What are concurrent Collection Classes

What are concurrent Collection Classes

Package java.util.concurrent:

Java utility classes generally useful when use in context with concurrent programming and this package includes few small standardized extensible frameworks as well as some classes that provides useful functionality and are otherwise very difficult to implement.

Concurrent Collections:

This package supplies Collection implementations designed mainly for use in multithreaded contexts and these classes are:

ConcurrentHashMap: Whenever many threads is expected to access given collection ConcurrentHashMap is normally preferable to a synchronized HashMap
ConcurrentSkipListMap: It is normally preferable to a synchronized TreeMap
ConcurrentSkipListSet: It’s preferable when you need sorted container that would be accessed by using multiple threads. These are essentially equivalents of TreeMap and TreeSet for concurrent code.
CopyOnWriteArrayList: It’s preferable over to synchronized ArrayList where expected number of reads and traversals is greatly outnumbering the number of updates to the list.
CopyOnWriteArraySet: It is preferable and well suited for applications where set sizes generally stay small and read-only operations vastly outnumber mutative operations(add, set, remove, etc.), and you need to prevent interference among threads during traversal operation.

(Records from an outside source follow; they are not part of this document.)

//! Filter operations for PostgrestClient

/// Operator for filter expressions
#[derive(Debug, Clone, Copy, PartialEq, Eq)]
pub enum FilterOperator {
    /// Equal to
    Eq,

    /// Not equal to
    Neq,

    /// Greater than
    Gt,

    /// Greater than or equal to
    Gte,

    /// Less than
    Lt,

    /// Less than or equal to
    Lte,

    /// Is (`null`, `true`, `false`)
    Is,

    /// In a list of values
    In,
}

impl FilterOperator {
    /// Convert the operator to its string representation
    pub fn as_str(&self) -> &'static str {
        match self {
            FilterOperator::Eq => "eq",
            FilterOperator::Neq => "neq",
            FilterOperator::Gt => "gt",
            FilterOperator::Gte => "gte",
            FilterOperator::Lt => "lt",
            FilterOperator::Lte => "lte",
            FilterOperator::Is => "is",
            FilterOperator::In => "in",
        }
    }

    /// Render `value` as a PostgREST filter expression
    pub fn expression(&self, value: &str) -> String {
        format!("{}.{}", self.as_str(), value)
    }
}

/// Negate a filter expression
pub fn not(expression: &str) -> String {
    format!("not.{}", expression)
}

#[cfg(test)]
mod tests {
    use super::*;

    #[test]
    fn renders_expressions() {
        assert_eq!(FilterOperator::Eq.expression("42"), "eq.42");
        assert_eq!(FilterOperator::Is.expression("null"), "is.null");
        assert_eq!(not(&FilterOperator::Is.expression("null")), "not.is.null");
    }
}
//! Query builders for PostgrestClient

use log::debug;
use reqwest::Client;
use serde::{de::DeserializeOwned, Serialize};

use crate::auth::{current_access_token, SharedSession};
use crate::error::Error;
use crate::fetch::{Fetch, FetchBuilder};
use crate::postgrest::filter::*;
use crate::postgrest::types::*;

/// Connection details shared by every builder
#[derive(Debug, Clone)]
pub(crate) struct Target {
    pub(crate) url: String,
    pub(crate) key: String,
    pub(crate) token: Option<String>,
    pub(crate) session: Option<SharedSession>,
    pub(crate) schema: String,
    pub(crate) client: Client,
}

impl Target {
    /// Bearer token for the next request: a fixed token, else the live
    /// session's, else the anonymous key
    fn bearer(&self) -> String {
        self.token
            .clone()
            .or_else(|| self.session.as_ref().and_then(current_access_token))
            .unwrap_or_else(|| self.key.clone())
    }

    fn prepare<'a>(&'a self, fetch: FetchBuilder<'a>, reading: bool) -> FetchBuilder<'a> {
        let profile_header = if reading { "Accept-Profile" } else { "Content-Profile" };
        fetch
            .api_key(&self.key)
            .bearer_auth(&self.bearer())
            .header(profile_header, &self.schema)
    }
}

/// Ordered query parameters; a column may carry several filters
#[derive(Debug, Clone, Default)]
pub struct QueryBuilder {
    params: Vec<(String, String)>,
}

impl QueryBuilder {
    /// Create a new QueryBuilder
    pub fn new() -> Self {
        Self::default()
    }

    /// Append a parameter
    pub fn add_param(&mut self, key: &str, value: &str) {
        self.params.push((key.to_string(), value.to_string()));
    }

    /// Replace every parameter named `key`
    pub fn set_param(&mut self, key: &str, value: &str) {
        self.params.retain(|(k, _)| k != key);
        self.add_param(key, value);
    }

    /// Add a filter on a column
    pub fn filter(&mut self, column: &str, operator: FilterOperator, value: &str) {
        self.add_param(column, &operator.expression(value));
    }

    /// Get the query parameters
    pub fn get_params(&self) -> &[(String, String)] {
        &self.params
    }
}

macro_rules! filter_methods {
    () => {
        /// Filter rows where column equals a value
        pub fn eq<V: ToString>(&mut self, column: &str, value: V) -> &mut Self {
            self.query.filter(column, FilterOperator::Eq, &value.to_string());
            self
        }

        /// Filter rows where column does not equal a value
        pub fn neq<V: ToString>(&mut self, column: &str, value: V) -> &mut Self {
            self.query.filter(column, FilterOperator::Neq, &value.to_string());
            self
        }

        /// Filter rows where column is null
        pub fn is_null(&mut self, column: &str) -> &mut Self {
            self.query.filter(column, FilterOperator::Is, "null");
            self
        }

        /// Filter rows where column is not null
        pub fn not_null(&mut self, column: &str) -> &mut Self {
            self.query
                .add_param(column, &not(&FilterOperator::Is.expression("null")));
            self
        }
    };
}

/// Builder for SELECT queries
pub struct SelectBuilder {
    target: Target,
    query: QueryBuilder,
    count: Option<CountOption>,
}

impl SelectBuilder {
    pub(crate) fn new(target: Target, columns: &str) -> Self {
        let mut query = QueryBuilder::new();
        query.add_param("select", columns);

        Self {
            target,
            query,
            count: None,
        }
    }

    filter_methods!();

    /// Filter rows where column is greater than a value
    pub fn gt<V: ToString>(&mut self, column: &str, value: V) -> &mut Self {
        self.query.filter(column, FilterOperator::Gt, &value.to_string());
        self
    }

    /// Filter rows where column is greater than or equal to a value
    pub fn gte<V: ToString>(&mut self, column: &str, value: V) -> &mut Self {
        self.query.filter(column, FilterOperator::Gte, &value.to_string());
        self
    }

    /// Filter rows where column is less than a value
    pub fn lt<V: ToString>(&mut self, column: &str, value: V) -> &mut Self {
        self.query.filter(column, FilterOperator::Lt, &value.to_string());
        self
    }

    /// Filter rows where column is less than or equal to a value
    pub fn lte<V: ToString>(&mut self, column: &str, value: V) -> &mut Self {
        self.query.filter(column, FilterOperator::Lte, &value.to_string());
        self
    }

    /// Filter rows where column is in a list of values
    pub fn in_list<V: ToString>(&mut self, column: &str, values: &[V]) -> &mut Self {
        let values_str: Vec<String> = values.iter().map(|v| v.to_string()).collect();
        self.query
            .filter(column, FilterOperator::In, &format!("({})", values_str.join(",")));
        self
    }

    /// Limit the number of rows returned
    pub fn limit(&mut self, count: u32) -> &mut Self {
        self.query.set_param("limit", &count.to_string());
        self
    }

    /// Order the results by a column
    pub fn order(&mut self, column: &str, ascending: bool) -> &mut Self {
        let direction = if ascending { "asc" } else { "desc" };
        self.query.set_param("order", &format!("{}.{}", column, direction));
        self
    }

    /// Ask the server to count matching rows
    pub fn count(&mut self, option: CountOption) -> &mut Self {
        self.count = Some(option);
        self
    }

    fn fetch(&self) -> FetchBuilder<'_> {
        let mut fetch = self
            .target
            .prepare(Fetch::get(&self.target.client, &self.target.url), true)
            .query(self.query.get_params().iter().cloned());
        if let Some(count) = self.count {
            fetch = fetch.header("Prefer", &format!("count={}", count.as_str()));
        }
        fetch
    }

    /// Execute the query and return the results
    pub async fn execute<T: DeserializeOwned>(&self) -> Result<Vec<T>, Error> {
        self.fetch().execute::<Vec<T>>().await
    }

    /// Execute the query and return the first row
    pub async fn execute_one<T: DeserializeOwned>(&mut self) -> Result<Option<T>, Error> {
        self.limit(1);

        let results = self.execute::<T>().await?;
        Ok(results.into_iter().next())
    }

    /// Execute the query and return only the number of matching rows.
    ///
    /// Uses the `Content-Range` total when the server sends one, otherwise the
    /// number of rows in the body.
    pub async fn execute_count(&mut self) -> Result<u64, Error> {
        if self.count.is_none() {
            self.count(CountOption::Exact);
        }

        let response = self.fetch().execute_checked().await?;
        let total = response
            .headers()
            .get("Content-Range")
            .and_then(|v| v.to_str().ok())
            .and_then(parse_content_range);

        match total {
            Some(total) => Ok(total),
            None => {
                debug!("No Content-Range total for {}, counting rows", self.target.url);
                let rows = response.json::<Vec<serde_json::Value>>().await?;
                Ok(rows.len() as u64)
            }
        }
    }
}

/// Builder for INSERT queries
pub struct InsertBuilder<T: Serialize> {
    target: Target,
    values: T,
}

impl<T: Serialize> InsertBuilder<T> {
    pub(crate) fn new(target: Target, values: T) -> Self {
        Self { target, values }
    }

    /// Execute the query and return the inserted rows
    pub async fn execute<R: DeserializeOwned>(&self) -> Result<Vec<R>, Error> {
        self.target
            .prepare(Fetch::post(&self.target.client, &self.target.url), false)
            .header("Prefer", ReturnOption::Representation.prefer())
            .json(&self.values)?
            .execute::<Vec<R>>()
            .await
    }

    /// Execute the query without returning the inserted data
    pub async fn execute_no_return(&self) -> Result<(), Error> {
        self.target
            .prepare(Fetch::post(&self.target.client, &self.target.url), false)
            .header("Prefer", ReturnOption::Minimal.prefer())
            .json(&self.values)?
            .execute_checked()
            .await?;
        Ok(())
    }
}

/// Builder for UPDATE queries
pub struct UpdateBuilder<T: Serialize> {
    target: Target,
    values: T,
    query: QueryBuilder,
}

impl<T: Serialize> UpdateBuilder<T> {
    pub(crate) fn new(target: Target, values: T) -> Self {
        Self {
            target,
            values,
            query: QueryBuilder::new(),
        }
    }

    filter_methods!();

    fn guard(&self) -> Result<(), Error> {
        // An unfiltered PATCH would rewrite the whole table.
        if self.query.get_params().is_empty() {
            return Err(Error::database("update requires at least one filter"));
        }
        Ok(())
    }

    /// Execute the query and return the updated rows
    pub async fn execute<R: DeserializeOwned>(&self) -> Result<Vec<R>, Error> {
        self.guard()?;
        self.target
            .prepare(Fetch::patch(&self.target.client, &self.target.url), false)
            .header("Prefer", ReturnOption::Representation.prefer())
            .query(self.query.get_params().iter().cloned())
            .json(&self.values)?
            .execute::<Vec<R>>()
            .await
    }

    /// Execute the query without returning the updated data
    pub async fn execute_no_return(&self) -> Result<(), Error> {
        self.guard()?;
        self.target
            .prepare(Fetch::patch(&self.target.client, &self.target.url), false)
            .header("Prefer", ReturnOption::Minimal.prefer())
            .query(self.query.get_params().iter().cloned())
            .json(&self.values)?
            .execute_checked()
            .await?;
        Ok(())
    }
}
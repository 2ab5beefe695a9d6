//! Poultry Hub client library
//!
//! Service and state layer of the Poultry Hub marketplace and health-advisory
//! app: cart, auth session, consultation quota, notifications, record access,
//! AI health consultations, weather alerts and the training quiz.

pub mod auth;
pub mod auth_state;
pub mod cart;
pub mod config;
pub mod error;
pub mod fetch;
pub mod health;
pub mod models;
pub mod notification;
pub mod postgrest;
pub mod quiz;
pub mod quota;
pub mod realtime;
pub mod records;
pub mod validation;
pub mod weather;

use reqwest::Client;
use std::sync::{Arc, RwLock};

use crate::auth::Auth;
use crate::auth_state::AuthContext;
use crate::cart::Cart;
use crate::config::{ClientOptions, Config};
use crate::error::Error;
use crate::health::{GeminiClient, HealthConsultant, LanguageModel};
use crate::notification::NotificationChannel;
use crate::postgrest::PostgrestClient;
use crate::quiz::{Question, QuizSession};
use crate::quota::ConsultationQuota;
use crate::realtime::RealtimeClient;
use crate::records::{Consultations, Profiles, Tips};
use crate::weather::{heat_stress_alerts, WeatherAlert, WeatherClient};

/// Process-wide services, built once at startup and shared by every screen
pub struct PoultryHub {
    /// The base URL for the backend project
    pub url: String,
    /// The anonymous API key for the backend project
    pub key: String,
    /// HTTP client shared by every service
    pub http_client: Client,
    /// Auth client for user management and authentication
    pub auth: Auth,
    /// Client options
    pub options: ClientOptions,
    gemini_api_key: Option<String>,
    cart: Arc<RwLock<Cart>>,
    notifications: Arc<NotificationChannel>,
}

impl PoultryHub {
    /// Create a new client with default options
    ///
    /// # Example
    ///
    /// ```
    /// use poultry_hub_client::PoultryHub;
    ///
    /// let hub = PoultryHub::new("https://your-project-url.supabase.co", "your-anon-key").unwrap();
    /// assert!(hub.cart().read().unwrap().is_empty());
    /// ```
    pub fn new(url: &str, key: &str) -> Result<Self, Error> {
        Self::new_with_options(url, key, ClientOptions::default())
    }

    /// Create a new client with custom options
    pub fn new_with_options(url: &str, key: &str, options: ClientOptions) -> Result<Self, Error> {
        let mut builder = Client::builder();
        if let Some(timeout) = options.request_timeout {
            builder = builder.timeout(timeout);
        }
        let http_client = builder.build()?;

        let auth = Auth::new(url, key, http_client.clone(), options.clone());
        let notifications = Arc::new(NotificationChannel::new(
            options.notification_display,
            options.notification_fade,
        ));

        Ok(Self {
            url: url.trim_end_matches('/').to_string(),
            key: key.to_string(),
            http_client,
            auth,
            options,
            gemini_api_key: None,
            cart: Arc::new(RwLock::new(Cart::new())),
            notifications,
        })
    }

    /// Create a client from environment settings
    pub fn from_config(config: Config) -> Result<Self, Error> {
        let mut hub = Self::new_with_options(&config.supabase_url, &config.supabase_key, config.options)?;
        hub.gemini_api_key = Some(config.gemini_api_key);
        Ok(hub)
    }

    /// Set the API key used by `health_consultant`
    pub fn with_gemini_api_key(mut self, api_key: &str) -> Self {
        self.gemini_api_key = Some(api_key.to_string());
        self
    }

    /// Get a reference to the auth client
    pub fn auth(&self) -> &Auth {
        &self.auth
    }

    /// App-wide auth state subscribed to this client's auth events.
    /// Must be called from within a tokio runtime.
    pub fn auth_context(&self) -> AuthContext {
        AuthContext::new(Arc::new(self.auth.clone()))
    }

    /// The shared cart
    pub fn cart(&self) -> Arc<RwLock<Cart>> {
        self.cart.clone()
    }

    /// The shared notification slot
    pub fn notifications(&self) -> Arc<NotificationChannel> {
        self.notifications.clone()
    }

    /// Table access. Every request carries the token of whoever is signed in
    /// when it is sent, or the anonymous key.
    ///
    /// # Example
    ///
    /// ```
    /// use poultry_hub_client::PoultryHub;
    ///
    /// let hub = PoultryHub::new("https://your-project-url.supabase.co", "your-anon-key").unwrap();
    /// let tips = hub.from("tips");
    /// ```
    pub fn from(&self, table: &str) -> PostgrestClient {
        let client = PostgrestClient::new(
            &self.url,
            &self.key,
            table,
            &self.options.db_schema,
            self.http_client.clone(),
        );
        client.with_session(self.auth.shared_session())
    }

    /// Realtime client for table change subscriptions; channels join as the
    /// user signed in at subscription time
    pub fn realtime(&self) -> RealtimeClient {
        RealtimeClient::new(&self.url, &self.key).with_session(self.auth.shared_session())
    }

    pub fn profiles(&self) -> Profiles {
        Profiles::new(self.from(Profiles::TABLE))
    }

    pub fn consultations(&self) -> Consultations {
        Consultations::new(self.from(Consultations::TABLE))
    }

    pub fn tips(&self) -> Tips {
        Tips::new(self.from(Tips::TABLE), &self.options.db_schema)
    }

    /// Anonymous consultation allowance, scoped as configured
    pub fn quota(&self) -> ConsultationQuota {
        ConsultationQuota::new(
            Arc::new(self.consultations()),
            self.options.quota_scope.clone(),
            self.options.anonymous_consultation_limit,
        )
    }

    pub fn weather(&self) -> WeatherClient {
        WeatherClient::new(self.http_client.clone(), &self.options.weather_base_url)
    }

    /// Current heat-stress alerts at a coordinate, using the configured threshold
    pub async fn weather_alerts(&self, latitude: f64, longitude: f64) -> Result<Vec<WeatherAlert>, Error> {
        let conditions = self.weather().current(latitude, longitude).await?;
        Ok(heat_stress_alerts(&conditions, self.options.heat_stress_threshold_c))
    }

    /// Start a quiz with the configured time limit and badge threshold
    pub fn quiz(&self, questions: Vec<Question>) -> Result<QuizSession, Error> {
        QuizSession::new(
            questions,
            self.options.quiz_question_time_limit,
            self.options.quiz_badge_threshold_percent,
        )
    }

    /// The configured Gemini model; requires an API key
    pub fn gemini(&self) -> Result<GeminiClient, Error> {
        let api_key = self
            .gemini_api_key
            .as_deref()
            .ok_or_else(|| Error::general("GEMINI_API_KEY is not configured"))?;
        Ok(GeminiClient::new(
            self.http_client.clone(),
            &self.options.gemini_base_url,
            &self.options.gemini_model,
            api_key,
        ))
    }

    /// Consultation flow using the configured Gemini model
    pub fn health_consultant(&self) -> Result<HealthConsultant, Error> {
        Ok(self.health_consultant_with(Arc::new(self.gemini()?)))
    }

    /// Consultation flow using any language model
    pub fn health_consultant_with(&self, model: Arc<dyn LanguageModel>) -> HealthConsultant {
        HealthConsultant::new(model, Arc::new(self.consultations()), self.quota())
    }
}

/// A convenience module for common imports
pub mod prelude {
    pub use crate::auth::{AuthEvent, OAuthProvider, Session, User};
    pub use crate::auth_state::{AuthContext, AuthSnapshot};
    pub use crate::cart::{Cart, CartItem, Product};
    pub use crate::config::{ClientOptions, Config, QuotaScope};
    pub use crate::error::Error;
    pub use crate::health::HealthConsultant;
    pub use crate::models::{ConsultationRecord, HealthAdvice, Tip, UserProfile, UserRole};
    pub use crate::notification::{NotificationChannel, Severity};
    pub use crate::quiz::{Question, QuizSession};
    pub use crate::quota::{ConsultationQuota, QuotaStatus};
    pub use crate::weather::{CurrentConditions, WeatherAlert};
    pub use crate::PoultryHub;
}
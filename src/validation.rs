//! Local form validation, run before any remote call

use once_cell::sync::Lazy;
use regex::Regex;

use crate::error::{Error, ValidationErrors};

pub const MIN_PASSWORD_LEN: usize = 8;

static EMAIL_RE: Lazy<Regex> =
    Lazy::new(|| Regex::new(r"^\S+@\S+\.\S+$").expect("invalid email regex"));

fn check_email(errors: &mut ValidationErrors, email: &str) {
    let email = email.trim();
    if email.is_empty() {
        errors.add("email", "Email is required");
    } else if !EMAIL_RE.is_match(email) {
        errors.add("email", "Please enter a valid email address");
    }
}

/// Whether `email` looks like an address
pub fn is_valid_email(email: &str) -> bool {
    EMAIL_RE.is_match(email.trim())
}

/// Sign-in form: email and password
pub fn validate_sign_in(email: &str, password: &str) -> Result<(), Error> {
    let mut errors = ValidationErrors::new();
    check_email(&mut errors, email);
    if password.is_empty() {
        errors.add("password", "Password is required");
    }
    errors.into_result()
}

/// Fields of the sign-up form
#[derive(Debug, Clone, Default)]
pub struct SignUpForm {
    pub name: String,
    pub email: String,
    pub password: String,
    pub confirm_password: String,
}

impl SignUpForm {
    pub fn validate(&self) -> Result<(), Error> {
        let mut errors = ValidationErrors::new();

        if self.name.trim().is_empty() {
            errors.add("name", "Name is required");
        }
        check_email(&mut errors, &self.email);

        if self.password.is_empty() {
            errors.add("password", "Password is required");
        } else if self.password.chars().count() < MIN_PASSWORD_LEN {
            errors.add(
                "password",
                format!("Password must be at least {} characters", MIN_PASSWORD_LEN),
            );
        }

        if self.password != self.confirm_password {
            errors.add("confirm_password", "Passwords do not match");
        }

        errors.into_result()
    }
}

/// Password reset form: email only
pub fn validate_password_reset(email: &str) -> Result<(), Error> {
    let mut errors = ValidationErrors::new();
    check_email(&mut errors, email);
    errors.into_result()
}

/// A health question must have some content
pub fn validate_consultation_question(question: &str) -> Result<(), Error> {
    if question.trim().is_empty() {
        return Err(Error::validation(
            "question",
            "Please describe what is happening with your birds",
        ));
    }
    Ok(())
}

“Concurrent” prefix has been used to denote with some classes in this package is shorthand indicating many differences from similar “synchronized” classes. For example java.util.Hashtable and Collections.synchronizedMap(new HashMap()) are synchronized. But ConcurrentHashMap is “concurrent”. Concurrent collection is always thread-safe and it’s not governed by single exclusion lock. In case of ConcurrentHashMap, it will safely permits any number of concurrent thread to reads as well as tunable number of other concurrent writes. “Synchronized” classes could be useful when we need to prevent all access to collection via using single lock but at the expense of poorer scalability.